- [ASSIGNMENT]: Using the data below, return the stretch from the line that contains "use std::env;" through the line that contains "answers dictionary lookups.", both included, exactly as it stands and nothing beyond it.

Data entries
****************

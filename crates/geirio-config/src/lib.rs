use std::env;

use serde::{Deserialize, Serialize};

use self::cache::CacheConfig;
use self::lexicon::LexiconConfig;
use self::remote::GpcConfig;
use self::translator::TranslatorConfig;

pub mod cache;
pub mod lexicon;
pub mod remote;
pub mod translator;

/// Which backend answers dictionary lookups.
#[derive(Debug, Clone, Copy, PartialEq, Eq, Serialize, Deserialize)]
#[serde(rename_all = "lowercase")]
pub enum ProviderKind {
    /// Bundled offline lexicon.
    Local,
    /// Two-step search+entry against the GPC servlet.
    Remote,
    /// Single-call lookup through the proxy server.
    Proxy,
}

impl ProviderKind {
    fn from_env() -> Self {
        match env::var("GEIRIO_PROVIDER").as_deref() {
            Ok("remote") => ProviderKind::Remote,
            Ok("proxy") => ProviderKind::Proxy,
            _ => ProviderKind::Local,
        }
    }
}

#[derive(Serialize, Deserialize)]
pub struct Config {
    pub provider: ProviderKind,
    pub gpc: GpcConfig,
    pub translator: TranslatorConfig,
    pub lexicon: LexiconConfig,
    pub cache: CacheConfig,
}

impl Config {
    pub fn new() -> Self {
        Config {
            provider: ProviderKind::from_env(),
            gpc: GpcConfig::new(),
            translator: TranslatorConfig::new(),
            lexicon: LexiconConfig::new(),
            cache: CacheConfig::new(),
        }
    }
}

impl Default for Config {
    fn default() -> Self {
        Self::new()
    }
}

****************

- [RESULT OF THE EXERCISE]:
use std::env;

use serde::{Deserialize, Serialize};

use self::cache::CacheConfig;
use self::lexicon::LexiconConfig;
use self::remote::GpcConfig;
use self::translator::TranslatorConfig;

pub mod cache;
pub mod lexicon;
pub mod remote;
pub mod translator;

/// Which backend answers dictionary lookups.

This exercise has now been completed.